FWIW there is a pretty cool UI designer tool called Aurora. Aurora is from a company called Mobiform and can be found at www.mobiform.com. From what I can tell Aurora is written in WPF. It is hands above better than Cider.
CAVEAT: I have not played with Sparkle which is a standalone XAML/WPF editor. I am looking at this from the developers standpoint and the tools that work in VS.NET. From what I have read/seen about Sparkle this technology looks pretty cool. But it is geared much more for designers and not developers.
Documentation is Still Lacking
It is really frustrating to work with a new technology that is so poorly documented. This has been the case in the software industry for decades and I am not sure if it will ever change. In my opinion every class and its properties, events and methods should be documented with an example. I can’t understand how a company that has a specification process as good as Microsoft can keep churning out documentation that is so poor. MSFT is in the business of building tools for developers they should explain how to use them. Every specification should include an example of a properties use. These examples should change as the specification changes. Automated tools could then extract these examples from the specifications. This is much like XML comments in classes in .NET.
XAML is Difficult/Impossible to Debug
The compiler for XAML needs to come up with useful errors telling developers what is clearly wrong with there markup. XML namespace mismatch errors are insufficient. The XAML team needs to take a look at the VB helper technology that looks at an error and does its best to suggest a proper fix to a problem.
Missing Grid Component
Sill ugly and MIA from all releases so far. This is still the most obviously missing component. The reaction from developers is always the same when I point out this short coming…. WHAT!?!?!?!?!?! How could they have missed that one?

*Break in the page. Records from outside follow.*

// Copyright 2025 the Understory Authors
// SPDX-License-Identifier: Apache-2.0 OR MIT

//! Public types for the virtual tree: node identifiers, node kinds, and handler lists.

use smallvec::SmallVec;

/// Identifier for a node in a [`VTree`](crate::VTree).
///
/// A small, copyable handle made of a slot index and a generation counter.
///
/// ## Semantics
///
/// - On insert, a fresh slot is allocated with generation `1`.
/// - On remove, the slot is freed; any existing `VNodeId` that pointed to that slot is now stale.
/// - On reuse of a freed slot, its generation is incremented, producing a new, distinct `VNodeId`.
///
/// Use [`VTree::is_alive`](crate::VTree::is_alive) to check liveness.
/// Stale ids never alias a different live node because the generation must match.
#[derive(Copy, Clone, Debug, Eq, PartialEq, Hash)]
pub struct VNodeId(pub(crate) u32, pub(crate) u32);

impl VNodeId {
    pub(crate) const fn new(idx: u32, generation: u32) -> Self {
        Self(idx, generation)
    }

    pub(crate) const fn idx(self) -> usize {
        self.0 as usize
    }

    /// Slot index of this id.
    pub const fn slot(self) -> u32 {
        self.0
    }

    /// Generation of this id.
    pub const fn generation(self) -> u32 {
        self.1
    }
}

/// The flavor of a component-like wrapper node.
///
/// All flavors behave identically for event routing: they own no platform
/// node and wrap a single child subtree.
#[derive(Copy, Clone, Debug, Eq, PartialEq, Hash)]
pub enum ComponentKind {
    /// A pure render function of its props.
    Stateless,
    /// A component instance carrying its own state.
    Stateful,
    /// A node connected to an external store through a selector.
    Connect,
    /// A node that provides context values to its subtree.
    UpdateContext,
}

/// What a virtual node is.
///
/// `D` is the platform node handle (for example a DOM node reference).
#[derive(Copy, Clone, Debug, Eq, PartialEq)]
pub enum VNodeKind<D> {
    /// An element materialized as platform node `D`. May have children.
    Element(D),
    /// A text node materialized as platform node `D`. Never has children and
    /// is never an event target.
    Text(D),
    /// A component-like wrapper. Owns no platform node and wraps at most one child.
    Component(ComponentKind),
}

impl<D> VNodeKind<D> {
    /// The platform node owned by this node, if it is an element.
    ///
    /// Text nodes are deliberately excluded: event targets are always elements.
    pub fn dom_ref(&self) -> Option<&D> {
        match self {
            Self::Element(d) => Some(d),
            Self::Text(_) | Self::Component(_) => None,
        }
    }

    /// Returns true for component-like wrappers.
    pub fn is_component(&self) -> bool {
        matches!(self, Self::Component(_))
    }
}

/// Ordered handler attachment for a node.
///
/// Always a sequence; a single handler is stored inline without allocation.
pub type Handlers<H> = SmallVec<[H; 1]>;
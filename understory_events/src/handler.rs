// Copyright 2025 the Understory Authors
// SPDX-License-Identifier: Apache-2.0 OR MIT

//! Event handlers and event type tags.
//!
//! ## Overview
//!
//! An [`EventHandler`] pairs an [`EventType`] with a capture/bubble intent and a
//! callback. Handlers are attached to nodes of a
//! [`VTree`](understory_vtree::VTree) (elements or component wrappers) and are
//! selected for a dispatch by a predicate, normally [`EventHandler::handles`].
//!
//! ```
//! use understory_events::flags::EventFlags;
//! use understory_events::handler::{EventType, on, on_capture};
//!
//! let click = on(EventType::Click, |_ev: &mut understory_events::event::SyntheticEvent<()>| {
//!     EventFlags::empty()
//! });
//! let guard = on_capture(EventType::Click, |_ev: &mut understory_events::event::SyntheticEvent<()>| {
//!     EventFlags::STOP_PROPAGATION
//! });
//! assert!(!click.is_capture());
//! assert!(guard.is_capture());
//! assert!(guard.handles(EventType::Click));
//! ```

use alloc::rc::Rc;

use crate::event::SyntheticEvent;
use crate::flags::{EventFlags, EventHandlerFlags};

/// Event type discriminator.
#[derive(Copy, Clone, Debug, Eq, PartialEq, Hash)]
pub enum EventType {
    /// Primary button click.
    Click,
    /// Double click.
    DoubleClick,
    /// Pointer pressed.
    PointerDown,
    /// Pointer moved.
    PointerMove,
    /// Pointer released.
    PointerUp,
    /// Pointer interaction cancelled by the platform.
    PointerCancel,
    /// Key pressed.
    KeyDown,
    /// Key released.
    KeyUp,
    /// Text input.
    Input,
    /// Focus gained.
    Focus,
    /// Focus lost.
    Blur,
    /// Wheel or trackpad scroll.
    Wheel,
    /// Toolkit-defined event type.
    Custom(u32),
}

/// Callback signature of an [`EventHandler`].
pub type HandlerFn<P> = dyn Fn(&mut SyntheticEvent<P>) -> EventFlags;

/// A handler attached to a virtual node.
///
/// Cloning is cheap and shares the callback, so the same handler can be
/// attached in several places. Use [`EventHandler::ptr_eq`] to compare identity.
pub struct EventHandler<P> {
    event_type: EventType,
    flags: EventHandlerFlags,
    callback: Rc<HandlerFn<P>>,
}

impl<P> Clone for EventHandler<P> {
    fn clone(&self) -> Self {
        Self {
            event_type: self.event_type,
            flags: self.flags,
            callback: Rc::clone(&self.callback),
        }
    }
}

impl<P> core::fmt::Debug for EventHandler<P> {
    fn fmt(&self, f: &mut core::fmt::Formatter<'_>) -> core::fmt::Result {
        f.debug_struct("EventHandler")
            .field("event_type", &self.event_type)
            .field("flags", &self.flags)
            .finish_non_exhaustive()
    }
}

impl<P> EventHandler<P> {
    /// Create a handler with explicit flags.
    pub fn with_flags(
        event_type: EventType,
        flags: EventHandlerFlags,
        callback: impl Fn(&mut SyntheticEvent<P>) -> EventFlags + 'static,
    ) -> Self {
        Self {
            event_type,
            flags,
            callback: Rc::new(callback),
        }
    }

    /// Create a bubble-phase handler.
    pub fn new(
        event_type: EventType,
        callback: impl Fn(&mut SyntheticEvent<P>) -> EventFlags + 'static,
    ) -> Self {
        Self::with_flags(event_type, EventHandlerFlags::empty(), callback)
    }

    /// Create a capture-phase handler.
    pub fn capture(
        event_type: EventType,
        callback: impl Fn(&mut SyntheticEvent<P>) -> EventFlags + 'static,
    ) -> Self {
        Self::with_flags(event_type, EventHandlerFlags::CAPTURE, callback)
    }

    /// The event type this handler listens for.
    pub fn event_type(&self) -> EventType {
        self.event_type
    }

    /// Handler flags.
    pub fn flags(&self) -> EventHandlerFlags {
        self.flags
    }

    /// Returns true if the handler runs in the capture phase.
    pub fn is_capture(&self) -> bool {
        self.flags.contains(EventHandlerFlags::CAPTURE)
    }

    /// Returns true if the handler listens for `event_type`.
    pub fn handles(&self, event_type: EventType) -> bool {
        self.event_type == event_type
    }

    /// Invoke the callback directly.
    pub fn call(&self, event: &mut SyntheticEvent<P>) -> EventFlags {
        (self.callback)(event)
    }

    /// Returns true if both handlers share the same callback allocation.
    pub fn ptr_eq(&self, other: &Self) -> bool {
        Rc::ptr_eq(&self.callback, &other.callback)
    }
}

/// Shorthand for [`EventHandler::new`].
pub fn on<P>(
    event_type: EventType,
    callback: impl Fn(&mut SyntheticEvent<P>) -> EventFlags + 'static,
) -> EventHandler<P> {
    EventHandler::new(event_type, callback)
}

/// Shorthand for [`EventHandler::capture`].
pub fn on_capture<P>(
    event_type: EventType,
    callback: impl Fn(&mut SyntheticEvent<P>) -> EventFlags + 'static,
) -> EventHandler<P> {
    EventHandler::capture(event_type, callback)
}
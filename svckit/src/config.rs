use dns_lookup::AddrInfoHints;
use serde::{Deserialize, Serialize};
use std::fmt;
use std::path::Path;
use std::time::Duration;
use tokio::net::TcpStream;
use tracing::{debug, warn};

use crate::errors::KeyspaceError;
use crate::types::{CertReqs, ConsistencyLevel};

pub const DEFAULT_PORT: u16 = 9042;
const LOCALHOST: &str = "127.0.0.1";

/// Cluster connection settings, keyed the way the automation tooling names them.
#[derive(Clone, Serialize, Deserialize)]
#[serde(default)]
pub struct ConnectionConfig {
    pub login_host: Option<Vec<String>>,
    pub login_port: u16,
    pub login_user: Option<String>,
    pub login_password: Option<String>,
    pub ssl: bool,
    pub ssl_cert_reqs: CertReqs,
    pub ssl_ca_certs: String,
    pub consistency_level: ConsistencyLevel,
    pub connection_timeout_secs: u64,
    pub request_timeout_secs: u64,
}

impl Default for ConnectionConfig {
    fn default() -> Self {
        Self {
            login_host: None,
            login_port: DEFAULT_PORT,
            login_user: None,
            login_password: None,
            ssl: false,
            ssl_cert_reqs: CertReqs::CertNone,
            ssl_ca_certs: String::new(),
            consistency_level: ConsistencyLevel::LocalOne,
            connection_timeout_secs: 5,
            request_timeout_secs: 10,
        }
    }
}

// Hand-written so the password can never reach a log line.
impl fmt::Debug for ConnectionConfig {
    fn fmt(&self, f: &mut fmt::Formatter<'_>) -> fmt::Result {
        f.debug_struct("ConnectionConfig")
            .field("login_host", &self.login_host)
            .field("login_port", &self.login_port)
            .field("login_user", &self.login_user)
            .field("login_password", &self.login_password.as_ref().map(|_| "********"))
            .field("ssl", &self.ssl)
            .field("ssl_cert_reqs", &self.ssl_cert_reqs)
            .field("ssl_ca_certs", &self.ssl_ca_certs)
            .field("consistency_level", &self.consistency_level)
            .field("connection_timeout_secs", &self.connection_timeout_secs)
            .field("request_timeout_secs", &self.request_timeout_secs)
            .finish()
    }
}

impl ConnectionConfig {
    pub fn connection_timeout(&self) -> Duration {
        Duration::from_secs(self.connection_timeout_secs)
    }

    pub fn request_timeout(&self) -> Duration {
        Duration::from_secs(self.request_timeout_secs)
    }

    /// Checks everything that can be checked without touching the network.
    pub fn validate(&self) -> Result<(), KeyspaceError> {
        if self.login_port == 0 {
            return Err(KeyspaceError::ConfigError("login_port must be between 1 and 65535".to_string()));
        }

        if let Some(hosts) = &self.login_host {
            if hosts.is_empty() || hosts.iter().any(|h| h.trim().is_empty()) {
                return Err(KeyspaceError::ConfigError(
                    "login_host must not contain empty host names".to_string(),
                ));
            }
        }

        if self.ssl_cert_reqs.requires_ca_bundle() {
            if self.ssl_ca_certs.is_empty() {
                return Err(KeyspaceError::ConfigError(
                    "When verify mode is set to CERT_REQUIRED or CERT_OPTIONAL \
                     ssl_ca_certs is also required to be set and not empty"
                        .to_string(),
                ));
            }
            if !Path::new(&self.ssl_ca_certs).exists() {
                return Err(KeyspaceError::ConfigError(format!(
                    "ssl_ca_certs certificate: File not found ({})",
                    self.ssl_ca_certs
                )));
            }
        }

        Ok(())
    }

    /// Contact points for the sessions.
    ///
    /// Without explicit hosts, a local node is preferred when something is
    /// listening on the CQL port, otherwise the machine's fully-qualified name is used.
    pub async fn resolve_hosts(&self) -> Vec<String> {
        if let Some(hosts) = &self.login_host {
            return hosts.clone();
        }

        let probe = tokio::time::timeout(
            self.connection_timeout(),
            TcpStream::connect((LOCALHOST, self.login_port)),
        )
        .await;

        match probe {
            Ok(Ok(_)) => {
                debug!("Found a CQL listener on {}:{}", LOCALHOST, self.login_port);
                vec![LOCALHOST.to_string()]
            }
            _ => {
                let host = match tokio::task::spawn_blocking(local_fqdn).await {
                    Ok(host) => host,
                    Err(_) => short_hostname(),
                };
                warn!(
                    "Nothing listening on {}:{}, falling back to local host name {}",
                    LOCALHOST, self.login_port, host
                );
                vec![host]
            }
        }
    }
}

fn short_hostname() -> String {
    gethostname::gethostname().to_string_lossy().into_owned()
}

/// Canonical name of this machine, or the bare host name when the resolver
/// has no canonical entry for it.
pub fn local_fqdn() -> String {
    let host = short_hostname();
    let hints = AddrInfoHints {
        flags: libc::AI_CANONNAME,
        ..AddrInfoHints::default()
    };

    let canonical = dns_lookup::getaddrinfo(Some(host.as_str()), None, Some(hints))
        .ok()
        .and_then(|mut infos| infos.find_map(|info| info.ok().and_then(|info| info.canonname)))
        .filter(|name| !name.is_empty());

    match canonical {
        Some(fqdn) => fqdn,
        None => {
            debug!("No canonical name for {}, using it as-is", host);
            host
        }
    }
}

#[derive(Debug, Clone, Serialize, Deserialize)]
#[serde(default)]
pub struct ObservabilityConfig {
    pub log_level: String,
}

impl Default for ObservabilityConfig {
    fn default() -> Self {
        Self {
            log_level: "info".to_string(),
        }
    }
}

Is WPF Ready for Prime Time?
In this authors opinion no. WPF as a technology has a number of really cool features. The Good section of this post is sure getting “Gooder” (Thanks Mr Bush J). But this technology still has a ways to go. I think some of the shortcomings will limit its adoption by mainstream developers for some time. The developer tools story needs to improve greatly. Debugging needs more work. WPF is definitely a 1.0 version and I feel its adoption will happen when its 2.0 version releases.